Gut microbial metabolite targets HDAC3-FOXK1-interferon axis in fibroblast-like synoviocytes to ameliorate rheumatoid arthritis

  • Hongzhen Chen,
  • Xuekun Fu,
  • Xiaohao Wu,
  • Junyi Zhao,
  • Fang Qiu,
  • Zhenghong Wang,
  • Zhuqian Wang,
  • Xinxin Chen,
  • Duoli Xie,
  • Jie Huang,
  • Junyu Fan,
  • Xu Yang,
  • Yi Song,
  • Jie Li,
  • Dongyi He,
  • Guozhi Xiao,
  • Aiping Lu,
  • Chao Liang

DOI
https://doi.org/10.1038/s41413-024-00336-6
Journal volume & issue
Vol. 12, no. 1
pp. 1 – 17

Abstract

Read online

Abstract Rheumatoid arthritis (RA) is an autoimmune disease. Early studies hold an opinion that gut microbiota is environmentally acquired and associated with RA susceptibility. However, accumulating evidence demonstrates that genetics also shape the gut microbiota. It is known that some strains of inbred laboratory mice are highly susceptible to collagen-induced arthritis (CIA), while the others are resistant to CIA. Here, we show that transplantation of fecal microbiota of CIA-resistant C57BL/6J mice to CIA-susceptible DBA/1J mice confer CIA resistance in DBA/1J mice. C57BL/6J mice and healthy human individuals have enriched B. fragilis than DBA/1J mice and RA patients. Transplantation of B. fragilis prevents CIA in DBA/1J mice. We identify that B. fragilis mainly produces propionate and C57BL/6J mice and healthy human individuals have higher level of propionate. Fibroblast-like synoviocytes (FLSs) in RA are activated to undergo tumor-like transformation. Propionate disrupts HDAC3-FOXK1 interaction to increase acetylation of FOXK1, resulting in reduced FOXK1 stability, blocked interferon signaling and deactivation of RA-FLSs.

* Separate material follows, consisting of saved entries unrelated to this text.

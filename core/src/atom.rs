use nalgebra::Vector3;

/// Represents a single atom of a [`Universe`](crate::universe::Universe), including the
/// bookkeeping fields needed to write it back out as a PDB record.
#[derive(Clone, Debug, PartialEq)]
pub struct Atom {
    pub(crate) position: Vector3<f64>,
    pub(crate) mass: f64,
    pub(crate) charge: f64,
    pub(crate) radius: f64,
    pub(crate) serial: usize,
    pub(crate) residue_number: i32,
    pub(crate) name: String,
    pub(crate) residue_name: String,
    pub(crate) chain_id: char,
}

impl Atom {
    pub const DEFAULT_NAME: &'static str = "LJ";
    pub const DEFAULT_RESIDUE: &'static str = "A";
    pub const DEFAULT_CHAIN: char = 'A';

    /// Creates an atom with default residue information. The serial number is filled in
    /// by the [`UniverseBuilder`](crate::universe::UniverseBuilder) if not set explicitly.
    pub fn new(position: Vector3<f64>, mass: f64, charge: f64, radius: f64) -> Self {
        Self {
            position,
            mass,
            charge,
            radius,
            serial: 0,
            residue_number: 1,
            name: Self::DEFAULT_NAME.to_owned(),
            residue_name: Self::DEFAULT_RESIDUE.to_owned(),
            chain_id: Self::DEFAULT_CHAIN,
        }
    }

    pub fn with_serial(mut self, serial: usize) -> Self {
        self.serial = serial;
        self
    }

    pub fn with_residue(mut self, name: impl Into<String>, number: i32, chain_id: char) -> Self {
        self.residue_name = name.into();
        self.residue_number = number;
        self.chain_id = chain_id;
        self
    }

    pub fn with_name(mut self, name: impl Into<String>) -> Self {
        self.name = name.into();
        self
    }

    pub fn position(&self) -> &Vector3<f64> {
        &self.position
    }

    pub fn mass(&self) -> f64 {
        self.mass
    }

    pub fn charge(&self) -> f64 {
        self.charge
    }

    pub fn radius(&self) -> f64 {
        self.radius
    }

    pub fn serial(&self) -> usize {
        self.serial
    }

    pub fn residue_number(&self) -> i32 {
        self.residue_number
    }

    pub fn name(&self) -> &str {
        &self.name
    }

    pub fn residue_name(&self) -> &str {
        &self.residue_name
    }

    pub fn chain_id(&self) -> char {
        self.chain_id
    }
}
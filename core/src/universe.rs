use std::path::Path;

use nalgebra::{DMatrix, DVector, Vector3};

use crate::{atom::Atom, error::Error, parsers, util, Result};

/// An ordered collection of atoms. The order defines the layout of the flat `3N`
/// coordinate vectors used throughout the crate.
#[derive(Clone, Debug)]
pub struct Universe {
    pub(crate) atoms: Vec<Atom>,
}

impl Universe {
    pub fn len(&self) -> usize {
        self.atoms.len()
    }

    pub fn is_empty(&self) -> bool {
        self.atoms.is_empty()
    }

    pub fn atoms(&self) -> &[Atom] {
        &self.atoms
    }

    /// `N x 3` coordinate matrix, one row per atom
    pub fn coords(&self) -> DMatrix<f64> {
        DMatrix::from_fn(self.len(), 3, |i, j| self.atoms[i].position[j])
    }

    /// Coordinates flattened to `(x1, y1, z1, x2, ...)`
    pub fn flat_coords(&self) -> DVector<f64> {
        let positions = self.atoms.iter().map(|atom| atom.position).collect::<Vec<_>>();
        util::coords_to_flat(&positions)
    }

    pub fn masses(&self) -> DVector<f64> {
        DVector::from_iterator(self.len(), self.atoms.iter().map(|atom| atom.mass))
    }

    /// The `3N x 3N` diagonal matrix holding `1 / sqrt(m)` three times per atom.
    pub fn inv_sqrt_mass_matrix(&self) -> DMatrix<f64> {
        let diagonal = DVector::from_iterator(
            3 * self.len(),
            self.atoms
                .iter()
                .flat_map(|atom| std::iter::repeat(atom.mass.sqrt().recip()).take(3)),
        );
        DMatrix::from_diagonal(&diagonal)
    }
}

/// Collects atoms one by one (or from a PDB file) before freezing them into a [`Universe`].
#[derive(Default)]
pub struct UniverseBuilder {
    atoms: Vec<Atom>,
}

impl UniverseBuilder {
    pub fn new() -> Self {
        Self::default()
    }

    /// Adds an atom with default residue information. Serial numbers start at 1 and
    /// follow insertion order.
    pub fn add_atom(&mut self, position: Vector3<f64>, mass: f64, charge: f64, radius: f64) {
        let serial = self.atoms.len() + 1;
        self.atoms
            .push(Atom::new(position, mass, charge, radius).with_serial(serial));
    }

    /// Adds fully specified atoms; a serial number of 0 is replaced by the running index.
    pub fn add_atoms(&mut self, atoms: impl IntoIterator<Item = Atom>) {
        for mut atom in atoms {
            if atom.serial == 0 {
                atom.serial = self.atoms.len() + 1;
            }
            self.atoms.push(atom);
        }
    }

    pub fn load_atoms_from_file(&mut self, path: impl AsRef<Path>) -> Result<()> {
        let atoms = parsers::load_pdb_atoms(path)?;
        self.add_atoms(atoms);
        Ok(())
    }

    pub fn build(self) -> Result<Universe> {
        if let Some(atom) = self
            .atoms
            .iter()
            .find(|atom| atom.mass.is_nan() || atom.mass <= 0.0)
        {
            return Err(Error::InvalidMass {
                serial: atom.serial,
                mass: atom.mass,
            });
        }

        log::debug!("built universe with {} atoms", self.atoms.len());
        Ok(Universe { atoms: self.atoms })
    }
}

We treat CIA mice with propionate and show that propionate attenuates CIA. Moreover, a combination of propionate with anti-TNF etanercept synergistically relieves CIA. These results suggest that B. fragilis or propionate could be an alternative or complementary approach to the current therapies.